▶ _Entries provided_:
[Start of Attachment]

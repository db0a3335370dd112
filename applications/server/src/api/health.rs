/// Liveness and store reachability
use crate::{
    error::{Result, ServerError},
    state::AppState,
};
use axum::{extract::State, Json};
use serde::Serialize;

#[derive(Debug, Serialize)]
pub struct HealthResponse {
    pub status: &'static str,
    pub version: &'static str,
    /// Registered users, read from the store on every call
    pub users: i64,
}

/// GET /api/health
/// 200 while the store answers queries, 503 otherwise
pub async fn health(State(app_state): State<AppState>) -> Result<Json<HealthResponse>> {
    let users = app_state.tracker.user_count().await.map_err(|e| {
        tracing::warn!("health check failed: {}", e);
        ServerError::Unavailable("Store unreachable".to_string())
    })?;

    Ok(Json(HealthResponse {
        status: "ok",
        version: env!("CARGO_PKG_VERSION"),
        users,
    }))
}
//! Build script for stride-storage.
//!
//! This script ensures the crate is rebuilt when database migrations change.

fn main() {
    // Trigger rebuild when migrations change
    println!("cargo:rerun-if-changed=migrations");
}
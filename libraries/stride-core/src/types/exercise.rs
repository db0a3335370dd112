/// Exercise domain types
use super::{ExerciseDate, ExerciseId, UserId};
use chrono::{DateTime, SubsecRound, Utc};
use serde::{Deserialize, Serialize};

/// A single recorded exercise.
///
/// `user_id` is a weak reference: it is checked when the entry is created
/// and never again, so an entry may outlive its user.
#[derive(Debug, Clone, PartialEq, Eq, Serialize, Deserialize)]
pub struct Exercise {
    pub id: ExerciseId,
    pub user_id: UserId,
    pub description: String,
    /// Duration in minutes
    pub duration: i64,
    pub date: ExerciseDate,
    pub created_at: DateTime<Utc>,
}

/// Data for creating a new exercise entry
#[derive(Debug, Clone, PartialEq, Eq, Serialize, Deserialize)]
pub struct CreateExercise {
    pub user_id: UserId,
    pub description: String,
    pub duration: i64,
    /// Calendar date of the exercise; today when absent
    pub date: Option<ExerciseDate>,
}

impl CreateExercise {
    pub fn new(user_id: UserId, description: impl Into<String>, duration: i64) -> Self {
        Self {
            user_id,
            description: description.into(),
            duration,
            date: None,
        }
    }

    #[must_use]
    pub fn on(mut self, date: ExerciseDate) -> Self {
        self.date = Some(date);
        self
    }

    /// Materialize the entry with a fresh id and the creation timestamp
    pub fn into_exercise(self) -> Exercise {
        Exercise {
            id: ExerciseId::generate(),
            user_id: self.user_id,
            description: self.description,
            duration: self.duration,
            date: self.date.unwrap_or_else(ExerciseDate::today),
            created_at: Utc::now().trunc_subsecs(3),
        }
    }
}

[End of Attachment]

If a line in the data above holds the string "users", copy it.

    /// Registered users, read from the store on every call
    pub users: i64,
    let users = app_state.tracker.user_count().await.map_err(|e| {
        users,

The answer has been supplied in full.